• [About this task]
Filter the records below down to lines containing "every".
⁂
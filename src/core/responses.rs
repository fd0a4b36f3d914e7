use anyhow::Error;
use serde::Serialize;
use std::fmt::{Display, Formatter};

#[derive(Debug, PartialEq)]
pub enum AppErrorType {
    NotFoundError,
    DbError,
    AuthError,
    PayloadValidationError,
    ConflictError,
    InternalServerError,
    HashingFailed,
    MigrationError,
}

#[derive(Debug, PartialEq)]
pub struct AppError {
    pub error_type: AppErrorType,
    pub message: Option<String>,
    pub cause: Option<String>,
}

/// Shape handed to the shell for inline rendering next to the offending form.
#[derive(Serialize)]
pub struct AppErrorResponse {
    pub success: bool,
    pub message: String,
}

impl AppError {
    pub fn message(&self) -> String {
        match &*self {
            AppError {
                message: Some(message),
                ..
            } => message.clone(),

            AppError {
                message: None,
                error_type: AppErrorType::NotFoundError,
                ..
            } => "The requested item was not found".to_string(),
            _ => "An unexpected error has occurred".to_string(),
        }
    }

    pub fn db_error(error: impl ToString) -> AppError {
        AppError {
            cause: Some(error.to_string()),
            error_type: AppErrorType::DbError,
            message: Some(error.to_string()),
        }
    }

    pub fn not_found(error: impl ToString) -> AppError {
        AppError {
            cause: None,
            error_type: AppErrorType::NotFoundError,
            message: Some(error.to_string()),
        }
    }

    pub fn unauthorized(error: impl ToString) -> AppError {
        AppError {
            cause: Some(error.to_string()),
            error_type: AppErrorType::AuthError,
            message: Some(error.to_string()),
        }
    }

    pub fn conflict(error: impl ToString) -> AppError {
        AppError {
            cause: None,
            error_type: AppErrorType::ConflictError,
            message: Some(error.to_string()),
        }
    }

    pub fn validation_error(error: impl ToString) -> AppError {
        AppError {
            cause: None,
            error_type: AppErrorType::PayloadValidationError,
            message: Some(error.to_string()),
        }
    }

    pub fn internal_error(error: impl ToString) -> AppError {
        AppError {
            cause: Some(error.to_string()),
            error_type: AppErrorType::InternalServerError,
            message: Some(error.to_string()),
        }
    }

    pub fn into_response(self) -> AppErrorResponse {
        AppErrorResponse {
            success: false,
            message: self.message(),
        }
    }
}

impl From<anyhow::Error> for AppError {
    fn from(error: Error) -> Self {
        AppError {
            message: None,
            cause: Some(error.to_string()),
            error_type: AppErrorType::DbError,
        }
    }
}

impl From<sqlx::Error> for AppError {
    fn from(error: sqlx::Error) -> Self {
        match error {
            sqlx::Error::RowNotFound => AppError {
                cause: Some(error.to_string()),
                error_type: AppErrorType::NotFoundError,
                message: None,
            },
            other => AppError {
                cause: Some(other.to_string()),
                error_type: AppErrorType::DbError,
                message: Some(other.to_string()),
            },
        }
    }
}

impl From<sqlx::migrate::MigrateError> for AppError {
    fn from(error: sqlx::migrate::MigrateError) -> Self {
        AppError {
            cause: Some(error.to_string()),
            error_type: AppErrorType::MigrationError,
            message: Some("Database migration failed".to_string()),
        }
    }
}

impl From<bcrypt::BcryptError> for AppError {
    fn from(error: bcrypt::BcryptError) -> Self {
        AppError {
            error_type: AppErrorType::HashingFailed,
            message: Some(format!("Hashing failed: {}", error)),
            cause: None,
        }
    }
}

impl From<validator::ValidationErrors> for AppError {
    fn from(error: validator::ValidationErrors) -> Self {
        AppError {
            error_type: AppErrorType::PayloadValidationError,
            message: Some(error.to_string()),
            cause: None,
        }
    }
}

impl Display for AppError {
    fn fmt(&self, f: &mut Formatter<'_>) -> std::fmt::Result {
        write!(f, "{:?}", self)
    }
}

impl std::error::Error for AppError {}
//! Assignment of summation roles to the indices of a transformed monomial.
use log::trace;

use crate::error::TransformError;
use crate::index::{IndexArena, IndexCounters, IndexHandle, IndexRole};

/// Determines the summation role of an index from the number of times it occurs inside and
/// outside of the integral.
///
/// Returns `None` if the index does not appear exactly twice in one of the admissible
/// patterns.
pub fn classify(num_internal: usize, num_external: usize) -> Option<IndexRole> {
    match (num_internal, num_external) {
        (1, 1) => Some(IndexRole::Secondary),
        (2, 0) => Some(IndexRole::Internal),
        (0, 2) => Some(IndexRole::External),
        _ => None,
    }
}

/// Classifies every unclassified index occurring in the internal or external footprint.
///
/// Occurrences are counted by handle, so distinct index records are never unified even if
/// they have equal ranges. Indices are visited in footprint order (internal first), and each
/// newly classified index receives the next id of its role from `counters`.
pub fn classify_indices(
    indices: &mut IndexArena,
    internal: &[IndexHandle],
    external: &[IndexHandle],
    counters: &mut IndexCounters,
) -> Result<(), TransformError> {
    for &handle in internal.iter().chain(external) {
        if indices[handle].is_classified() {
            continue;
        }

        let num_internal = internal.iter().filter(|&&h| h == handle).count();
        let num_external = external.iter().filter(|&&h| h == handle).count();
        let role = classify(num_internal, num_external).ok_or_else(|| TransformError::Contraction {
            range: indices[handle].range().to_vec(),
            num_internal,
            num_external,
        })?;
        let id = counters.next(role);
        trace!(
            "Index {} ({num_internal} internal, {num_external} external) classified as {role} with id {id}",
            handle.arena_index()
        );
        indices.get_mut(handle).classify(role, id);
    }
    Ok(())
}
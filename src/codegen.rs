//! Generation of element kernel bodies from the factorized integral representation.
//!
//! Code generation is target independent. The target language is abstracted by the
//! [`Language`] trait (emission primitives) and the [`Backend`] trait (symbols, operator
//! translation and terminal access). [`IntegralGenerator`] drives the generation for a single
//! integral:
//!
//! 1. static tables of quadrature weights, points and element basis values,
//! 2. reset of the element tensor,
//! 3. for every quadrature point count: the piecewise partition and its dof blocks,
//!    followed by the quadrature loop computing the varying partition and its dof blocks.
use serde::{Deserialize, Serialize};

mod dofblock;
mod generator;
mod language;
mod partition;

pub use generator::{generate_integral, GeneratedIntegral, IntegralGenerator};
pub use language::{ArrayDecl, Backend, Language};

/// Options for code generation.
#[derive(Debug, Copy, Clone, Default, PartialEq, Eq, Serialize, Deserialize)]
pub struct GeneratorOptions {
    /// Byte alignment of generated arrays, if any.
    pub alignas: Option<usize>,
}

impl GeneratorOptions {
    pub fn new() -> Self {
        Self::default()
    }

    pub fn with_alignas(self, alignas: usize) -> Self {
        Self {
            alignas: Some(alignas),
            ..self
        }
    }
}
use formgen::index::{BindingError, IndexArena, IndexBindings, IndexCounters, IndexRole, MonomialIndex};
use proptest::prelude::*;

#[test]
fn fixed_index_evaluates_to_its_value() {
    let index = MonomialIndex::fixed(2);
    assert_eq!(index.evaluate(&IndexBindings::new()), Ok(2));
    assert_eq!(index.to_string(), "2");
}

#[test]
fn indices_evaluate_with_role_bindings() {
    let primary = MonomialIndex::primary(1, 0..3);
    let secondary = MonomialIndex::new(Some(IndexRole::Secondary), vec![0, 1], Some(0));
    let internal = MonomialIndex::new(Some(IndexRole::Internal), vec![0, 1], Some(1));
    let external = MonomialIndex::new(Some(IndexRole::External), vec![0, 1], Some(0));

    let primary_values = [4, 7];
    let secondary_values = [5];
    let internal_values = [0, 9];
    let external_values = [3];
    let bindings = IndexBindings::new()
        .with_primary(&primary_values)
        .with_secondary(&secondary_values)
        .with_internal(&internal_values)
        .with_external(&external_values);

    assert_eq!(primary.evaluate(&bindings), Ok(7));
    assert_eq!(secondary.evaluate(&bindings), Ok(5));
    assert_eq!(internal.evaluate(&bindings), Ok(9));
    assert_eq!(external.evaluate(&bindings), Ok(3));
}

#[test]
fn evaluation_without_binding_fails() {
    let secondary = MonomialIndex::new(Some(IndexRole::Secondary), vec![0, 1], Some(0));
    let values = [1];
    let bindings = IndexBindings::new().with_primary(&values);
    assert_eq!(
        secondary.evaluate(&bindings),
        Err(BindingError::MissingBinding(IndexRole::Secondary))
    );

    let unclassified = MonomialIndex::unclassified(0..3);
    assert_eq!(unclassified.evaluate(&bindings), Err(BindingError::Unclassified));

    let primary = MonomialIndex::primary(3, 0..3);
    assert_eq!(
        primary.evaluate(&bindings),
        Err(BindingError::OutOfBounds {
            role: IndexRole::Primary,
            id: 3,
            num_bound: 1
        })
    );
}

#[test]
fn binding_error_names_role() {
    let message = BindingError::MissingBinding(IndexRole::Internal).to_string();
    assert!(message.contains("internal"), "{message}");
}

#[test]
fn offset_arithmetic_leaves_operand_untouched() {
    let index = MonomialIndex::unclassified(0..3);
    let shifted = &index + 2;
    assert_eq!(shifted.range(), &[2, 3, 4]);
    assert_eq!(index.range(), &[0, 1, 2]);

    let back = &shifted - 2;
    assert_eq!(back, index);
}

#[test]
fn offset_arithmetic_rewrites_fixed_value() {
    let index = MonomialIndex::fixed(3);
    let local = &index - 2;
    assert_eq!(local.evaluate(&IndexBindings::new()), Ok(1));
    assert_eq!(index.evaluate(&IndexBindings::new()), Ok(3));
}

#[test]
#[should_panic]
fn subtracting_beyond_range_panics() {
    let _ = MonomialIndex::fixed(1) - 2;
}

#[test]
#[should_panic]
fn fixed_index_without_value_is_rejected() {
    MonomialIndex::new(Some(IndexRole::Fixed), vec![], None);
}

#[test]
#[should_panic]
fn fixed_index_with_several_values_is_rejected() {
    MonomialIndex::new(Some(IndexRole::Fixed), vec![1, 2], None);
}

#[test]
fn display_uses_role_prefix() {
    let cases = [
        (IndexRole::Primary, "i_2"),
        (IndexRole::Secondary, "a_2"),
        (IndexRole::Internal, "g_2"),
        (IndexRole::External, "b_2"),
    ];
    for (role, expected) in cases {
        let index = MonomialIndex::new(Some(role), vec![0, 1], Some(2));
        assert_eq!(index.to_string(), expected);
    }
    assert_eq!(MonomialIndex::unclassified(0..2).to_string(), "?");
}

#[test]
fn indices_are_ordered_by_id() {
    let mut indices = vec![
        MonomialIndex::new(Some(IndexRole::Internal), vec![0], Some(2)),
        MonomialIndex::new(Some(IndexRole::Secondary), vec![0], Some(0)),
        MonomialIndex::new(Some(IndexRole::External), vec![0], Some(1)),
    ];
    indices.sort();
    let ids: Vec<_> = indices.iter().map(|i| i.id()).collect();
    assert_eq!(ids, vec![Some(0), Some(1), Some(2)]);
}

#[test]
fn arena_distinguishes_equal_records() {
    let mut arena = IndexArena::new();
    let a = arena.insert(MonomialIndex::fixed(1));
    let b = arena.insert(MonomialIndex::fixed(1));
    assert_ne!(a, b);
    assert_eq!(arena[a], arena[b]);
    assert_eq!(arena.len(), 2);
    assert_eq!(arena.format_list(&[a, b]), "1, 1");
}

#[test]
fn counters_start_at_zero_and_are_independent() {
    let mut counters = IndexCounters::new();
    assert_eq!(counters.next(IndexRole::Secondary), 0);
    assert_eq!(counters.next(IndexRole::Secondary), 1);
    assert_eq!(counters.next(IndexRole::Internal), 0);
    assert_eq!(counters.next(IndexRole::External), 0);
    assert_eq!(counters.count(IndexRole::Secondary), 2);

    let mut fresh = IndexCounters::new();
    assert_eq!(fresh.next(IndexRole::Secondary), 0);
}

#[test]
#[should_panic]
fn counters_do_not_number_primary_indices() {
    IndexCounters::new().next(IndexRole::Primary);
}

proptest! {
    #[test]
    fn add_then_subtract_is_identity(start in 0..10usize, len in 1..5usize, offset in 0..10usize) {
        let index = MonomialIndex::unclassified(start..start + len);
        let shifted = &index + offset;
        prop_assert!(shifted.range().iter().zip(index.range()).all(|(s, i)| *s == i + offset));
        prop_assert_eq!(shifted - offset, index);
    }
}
⁂
• [Result for this exercise]
/// Classifies every unclassified index occurring in the internal or external footprint.
//! 3. for every quadrature point count: the piecewise partition and its dof blocks,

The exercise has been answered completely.